是否等待 watch：如果 ShutdownWatchTerminationGracePeriod <= 0，直接返回，不对 watch 做额外等待（保持旧行为）。
否则进入排空流程：
- 设 grace := ShutdownWatchTerminationGracePeriod，作为最长等待时间。
- 调用 s.WatchRequestWaitGroup.Wait 并传入一个函数来配置节流器：
  - 根据当前活跃 watch 数量 count，计算需要的 QPS，让所有 watch 在 grace 内排空（qps = count / graceSeconds，但不低于 200，以确保 drain 足够快）。
  - 创建 context.WithTimeout(grace)，在超时后强制结束。
  - 返回 rate.NewLimiter（突发 1）和上面的 context，用于控制同时结束 watch 的速率。
- Wait 返回前后活跃 watch 数量以及可能的 error，随后在日志中打印排空情况。
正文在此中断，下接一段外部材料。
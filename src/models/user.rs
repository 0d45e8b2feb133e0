use chrono::{DateTime, Utc};
use serde::{Deserialize, Serialize};

/// Role gating administrative actions in the consuming layer.
#[derive(Clone, Copy, Debug, PartialEq, Eq, Serialize, Deserialize, strum::Display)]
#[serde(rename_all = "SCREAMING_SNAKE_CASE")]
pub enum UserRole {
    Admin,
    StandardUser,
}

#[derive(Clone, Copy, Debug, PartialEq, Eq, Serialize, Deserialize, strum::Display)]
#[serde(rename_all = "SCREAMING_SNAKE_CASE")]
pub enum UserStatus {
    Active,
    Inactive,
}

/// A dashboard account.
#[derive(Clone, Debug, PartialEq, Serialize, Deserialize)]
#[serde(rename_all = "camelCase")]
pub struct User {
    /// Unique identifier.
    pub id: String,

    /// Login name; matched case-insensitively during authentication.
    pub username: String,

    pub email: String,

    pub role: UserRole,

    /// Inactive accounts authenticate to the same failure signal as wrong
    /// credentials.
    pub status: UserStatus,

    /// Argon2 PHC-format credential hash. Update payloads that omit a
    /// password leave this untouched.
    pub password_hash: String,

    pub created_at: DateTime<Utc>,

    /// Refreshed by the authentication flow on every successful login.
    pub last_login: Option<DateTime<Utc>>,
}
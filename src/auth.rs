//! Credential hashing and the authentication flow.
//!
//! Credentials are stored as Argon2 PHC strings and verified with a salted
//! hash comparison. Authentication failure is a `None` result, not an error:
//! wrong password, unknown user, and inactive account are indistinguishable
//! to the caller.

use argon2::password_hash::{rand_core::OsRng, PasswordHash, PasswordHasher, PasswordVerifier, SaltString};
use argon2::Argon2;
use chrono::Utc;
use tracing::{info, instrument, warn};

use crate::errors::ServiceError;
use crate::events::{Event, EventSender};
use crate::models::{User, UserStatus};
use crate::repositories::UserRepository;

/// Hash a plaintext password into a PHC-format string with a fresh salt.
pub fn hash_password(password: &str) -> Result<String, ServiceError> {
    let salt = SaltString::generate(&mut OsRng);
    let hash = Argon2::default()
        .hash_password(password.as_bytes(), &salt)
        .map_err(|e| ServiceError::AuthError(e.to_string()))?;
    Ok(hash.to_string())
}

/// Verify a plaintext password against a stored PHC string. Malformed
/// stored hashes verify as false rather than erroring.
pub fn verify_password(password: &str, stored_hash: &str) -> bool {
    match PasswordHash::new(stored_hash) {
        Ok(parsed) => Argon2::default()
            .verify_password(password.as_bytes(), &parsed)
            .is_ok(),
        Err(_) => false,
    }
}

/// Authentication over the users collection.
#[derive(Clone)]
pub struct AuthService {
    users: UserRepository,
    event_sender: Option<EventSender>,
}

impl AuthService {
    pub fn new(users: UserRepository, event_sender: Option<EventSender>) -> Self {
        Self {
            users,
            event_sender,
        }
    }

    /// Authenticate by case-insensitive username and password. Returns the
    /// matched user (with `last_login` refreshed as a side effect) or
    /// `None` for any failure.
    #[instrument(skip(self, password), fields(username = %username))]
    pub fn authenticate(
        &self,
        username: &str,
        password: &str,
    ) -> Result<Option<User>, ServiceError> {
        let candidate = self
            .users
            .find_by_username(username)?
            .filter(|user| verify_password(password, &user.password_hash))
            .filter(|user| user.status == UserStatus::Active);

        let Some(mut user) = candidate else {
            warn!("Authentication failed");
            return Ok(None);
        };

        let now = Utc::now();
        self.users.record_login(&user.id, now)?;
        user.last_login = Some(now);

        info!(user_id = %user.id, "User authenticated");
        if let Some(sender) = &self.event_sender {
            if let Err(e) = sender.send(Event::UserAuthenticated {
                user_id: user.id.clone(),
                at: now,
            }) {
                warn!(error = %e, "Failed to send event");
            }
        }
        Ok(Some(user))
    }
}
这里完成之后，就会发送 defer close(activeWatchesDrainedCh) 。

InFlightRequestsDrained
#

在主函数中，会启动一个协程来监听流量控制里的两个请求：

	// 代码: staging\src\k8s.io\apiserver\pkg\server\genericapiserver.go#L694-700
	go func() {
		defer klog.V(1).InfoS("[graceful-termination] shutdown event", "name", drainedCh.Name())
		defer drainedCh.Signal()

		<-nonLongRunningRequestDrainedCh
		<-activeWatchesDrainedCh
	}()

在这里接收到了两个信号后，就会发送 defer drainedCh.Signal()，正好，这个请求，也就是在设置了 s.ShutdownSendRetryAfter 之后，stopHttpServerCh 监听的信号。

Audit 收尾
#

只有在所有请求排空后才关掉审计后端，防止日志丢失。这里没有在流程图中进行展示，见如下代码：

	// 代码: staging\src\k8s.io\apiserver\pkg\server\genericapiserver.go#L719-L724
	// Wait for all requests in flight to drain, bounded by the RequestTimeout variable.
	<-drainedCh.Signaled()

	if s.AuditBackend != nil {
		s.AuditBackend.Shutdown()
		klog.V(1).InfoS("[graceful-termination] audit backend shutdown completed")
	}

通过上面的学习，我们知道，<-drainedCh.Signaled() 到来的时候，就会排空所有请求，这里就会通过 s.AuditBackend.Shutdown() 来关闭掉审计后端。

HTTP Server 停止
#

	// 代码: staging\src\k8s.io\apiserver\pkg\server\genericapiserver.go#L583-L579
	notAcceptingNewRequestCh := s.lifecycleSignals.NotAcceptingNewRequest
	drainedCh := s.lifecycleSignals.InFlightRequestsDrained
	// Canceling the parent context does not immediately cancel the HTTP server.
	// We only inherit context values here and deal with cancellation ourselves.
	stopHTTPServerCtx, stopHTTPServer := context.WithCancelCause(context.WithoutCancel(ctx))
	go func() {
		defer stopHTTPServer(errors.New("time to stop HTTP server"))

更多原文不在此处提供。